Pedro Magalhães

“Empates técnicos”

Muita gente a dizer que as sondagens gregas anunciavam um empate técnico e que, afinal, o Syriza ganha com mais de 7 pontos de vantagem. Ui, as horríveis sondagens, e em Portugal vai ser o mesmo, e etc e tal.

Não faço ideia se “vai ser o mesmo”, mas convém notar que, apesar da vantagem média do Syriza nas últimas 16 sondagens pré-eleitorais realizadas na Grécia – aquelas cujo trabalho de campo terminou, o mais tardar, dia 17 – ser de 1.1 pontos percentuais, nada menos que 12 delas estimavam as intenções de voto como sendo superiores para o Syriza, uma um empate, e 3 intenções de voto superiores para a ND. Naquelas cujo trabalho de campo terminou mais tarde (dia 18), a vantagem média foi de 2 pontos percentuais e o Syriza liderava em 6 dessas 7.
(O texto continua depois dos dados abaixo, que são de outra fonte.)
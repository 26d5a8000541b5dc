//! Error types for the tint engine.

use thiserror::Error;

/// Top-level error type for the tint engine.
#[derive(Debug, Clone, PartialEq, Error)]
pub enum TintError {
    #[error(transparent)]
    Color(#[from] ColorError),

    #[error(transparent)]
    Bitmap(#[from] BitmapError),

    #[error(transparent)]
    Config(#[from] ConfigError),
}

/// Errors while reading color values.
#[derive(Debug, Clone, PartialEq, Eq, Error)]
pub enum ColorError {
    #[error("Invalid hex color {value:?}: expected 3 or 6 hex digits")]
    InvalidHex { value: String },
}

/// Errors about the shape of a pixel buffer.
#[derive(Debug, Clone, PartialEq, Eq, Error)]
pub enum BitmapError {
    #[error("Bitmap buffer has {actual} bytes, expected {expected} for {width}x{height} RGBA")]
    ShapeMismatch {
        width: u32,
        height: u32,
        expected: usize,
        actual: usize,
    },

    #[error("Bitmap dimensions {width}x{height} overflow the addressable buffer size")]
    TooLarge { width: u32, height: u32 },
}

/// Errors in caller-supplied configuration.
#[derive(Debug, Clone, PartialEq, Error)]
pub enum ConfigError {
    #[error("Unknown luminance method: {name}")]
    UnknownLuminanceMethod { name: String },

    #[error("Unknown match policy: {name}")]
    UnknownMatchPolicy { name: String },

    #[error("Enhance exponent must be finite and positive, got {value}")]
    InvalidEnhanceExponent { value: f32 },

    #[error("Confidence scale must be finite and non-negative, got {value}")]
    InvalidConfidenceScale { value: f32 },
}
//! Content addressing for Mosaic.
//!
//! Every chunk and every whole file is named by a 128-bit content hash:
//! the first 16 bytes of its BLAKE3 digest. Identical bytes always produce
//! the same `ContentHash`, on every node and across restarts.

use std::fmt;
use std::str::FromStr;

use serde::{Deserialize, Deserializer, Serialize, Serializer};

/// Width of a content hash in bytes.
pub const HASH_LEN: usize = 16;

/// A 128-bit content address.
#[derive(Clone, Copy, Default, PartialEq, Eq, Hash, PartialOrd, Ord)]
pub struct ContentHash([u8; HASH_LEN]);

impl ContentHash {
    pub const fn from_bytes(bytes: [u8; HASH_LEN]) -> Self {
        Self(bytes)
    }

    pub fn as_bytes(&self) -> &[u8; HASH_LEN] {
        &self.0
    }

    /// Lowercase hex, 32 characters.
    pub fn to_hex(&self) -> String {
        hex::encode(self.0)
    }

    /// First 8 hex characters, for log lines.
    pub fn short(&self) -> String {
        hex::encode(&self.0[..4])
    }

    pub fn from_hex(s: &str) -> Result<Self, hex::FromHexError> {
        let mut out = [0u8; HASH_LEN];
        hex::decode_to_slice(s, &mut out)?;
        Ok(Self(out))
    }
}

impl fmt::Display for ContentHash {
    fn fmt(&self, f: &mut fmt::Formatter<'_>) -> fmt::Result {
        f.write_str(&self.to_hex())
    }
}

impl fmt::Debug for ContentHash {
    fn fmt(&self, f: &mut fmt::Formatter<'_>) -> fmt::Result {
        write!(f, "ContentHash({})", self.to_hex())
    }
}

impl FromStr for ContentHash {
    type Err = hex::FromHexError;

    fn from_str(s: &str) -> Result<Self, Self::Err> {
        Self::from_hex(s)
    }
}

impl Serialize for ContentHash {
    fn serialize<S: Serializer>(&self, serializer: S) -> Result<S::Ok, S::Error> {
        serializer.serialize_str(&self.to_hex())
    }
}

impl<'de> Deserialize<'de> for ContentHash {
    fn deserialize<D: Deserializer<'de>>(deserializer: D) -> Result<Self, D::Error> {
        let s = String::deserialize(deserializer)?;
        Self::from_hex(&s).map_err(serde::de::Error::custom)
    }
}

// ── BLAKE3 ────────────────────────────────────────────────────────────────────

/// Hash a byte slice, returning its 128-bit content address.
///
/// Used both per chunk and over a whole reassembled file.
pub fn hash(data: &[u8]) -> ContentHash {
    let digest = blake3::hash(data);
    let mut out = [0u8; HASH_LEN];
    out.copy_from_slice(&digest.as_bytes()[..HASH_LEN]);
    ContentHash(out)
}

/// Incremental hasher for payloads that arrive in pieces.
///
/// # Example
/// ```
/// use mosaic_core::hash::{hash, Hasher};
/// let mut h = Hasher::new();
/// h.update(b"hello ");
/// h.update(b"world");
/// assert_eq!(h.finalize(), hash(b"hello world"));
/// ```
pub struct Hasher(blake3::Hasher);

impl Hasher {
    pub fn new() -> Self {
        Self(blake3::Hasher::new())
    }

    pub fn update(&mut self, data: &[u8]) {
        self.0.update(data);
    }

    pub fn finalize(self) -> ContentHash {
        let mut out = [0u8; HASH_LEN];
        out.copy_from_slice(&self.0.finalize().as_bytes()[..HASH_LEN]);
        ContentHash(out)
    }
}

impl Default for Hasher {
    fn default() -> Self {
        Self::new()
    }
}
A partir do momento em que isto acontece, convém começar a pensar no seguinte: o facto de uma sondagem em particular produzir estimativas de intenções de voto onde, tendo em conta os resultados e a amostra utilizada, a vantagem estimada para um partido não é estatisticamente significativa, não significa que, no conjunto das sondagens, essa vantagem não o seja. Como obviamente não sei grego não consigo analisar os relatórios de cada sondagem e perceber qual a amostra de cada uma e, especialmente, qual a sub-amostra na base da qual se calculam as intenções de voto retirando declarados abstencionistas, indecisos e não respostas. Mas noto que aquelas das quais consigo pelo menos perceber a amostra total usada, as amostras são relativamente grandes (1200, 1083, 1003, etc). Seria preciso fazer cálculos para os quais não tenho elementos suficientes, mas não é de excluir que, agregadas estas sondagens e tomada em conta a base amostral de cada uma e a do conjunto das sondagens, esta sucessão de “empates técnicos” mas quase todos a favor do Syriza não seja “empate técnico” nenhum. Ou seja, que a vantagem do Syriza no conjunto das sondagens fosse estatisticamente significativa.

É fácil de ver que em Portugal não temos isto (ainda?). Das últimas cinco sondagens divulgadas (as mais recentes), 3 colocam a coligação à frente mas 2 colocam o PS à frente. É certo que duas delas dão vantagens à coligação na ordem dos 6-7 pontos (Aximage no início de Setembro e Católica mais recentemente), e isso está a reflectir-se nas estimativas do Popstar (que passaram a colocar, precisamente, a coligação à frente). Mas já vimos que, por enquanto, as amostras usadas em várias destas sondagens são relativamente pequenas, especialmente na comparação com o que vimos na Grécia nas sondagens realizadas na recta final da campanha (e em Portugal veremos certamente algo semelhante). E por tudo isto, as estimativas do Popstar, que calculam o intervalo de confiança das estimativas, mostram que esses intervalos estão (ainda?) sobrepostos.

O Syriza acabou por ter uma vantagem maior do que o conjunto das sondagens realizadas até dia 18 lhe davam? Sim. Porque houve eleitores que se decidiram à última hora no seu sentido? Porque houve eleitores ND que declararam uma intenção mas tenderam a abster-se mais do que os outros? Porque houve eleitores que ocultaram o seu sentido de voto quando inquiridos? Porque houve um enviesamento comum na construção das amostras que levou a subestimar o eleitorado do Syriza e sobrestimar o eleitorado da ND? Tudo isso é possível, mas o que perturba nas eleições gregas não é tanto as sondagens pré-eleitorais: é a sondagem à boca das urnas, a exit poll. Porque aí podemos excluir as explicações ligadas a “intenções” e, mesmo assim, estas subestimação do Syriza e sobrestimação da ND verificaram-se na mesma: a vantagem estimada foi de 4.1 mas acabou por ser maior, e os resultados ficaram fora dos intervalos anunciados para cada um dos partidos.

Em suma: cuidado com o conceito de “empate técnico”.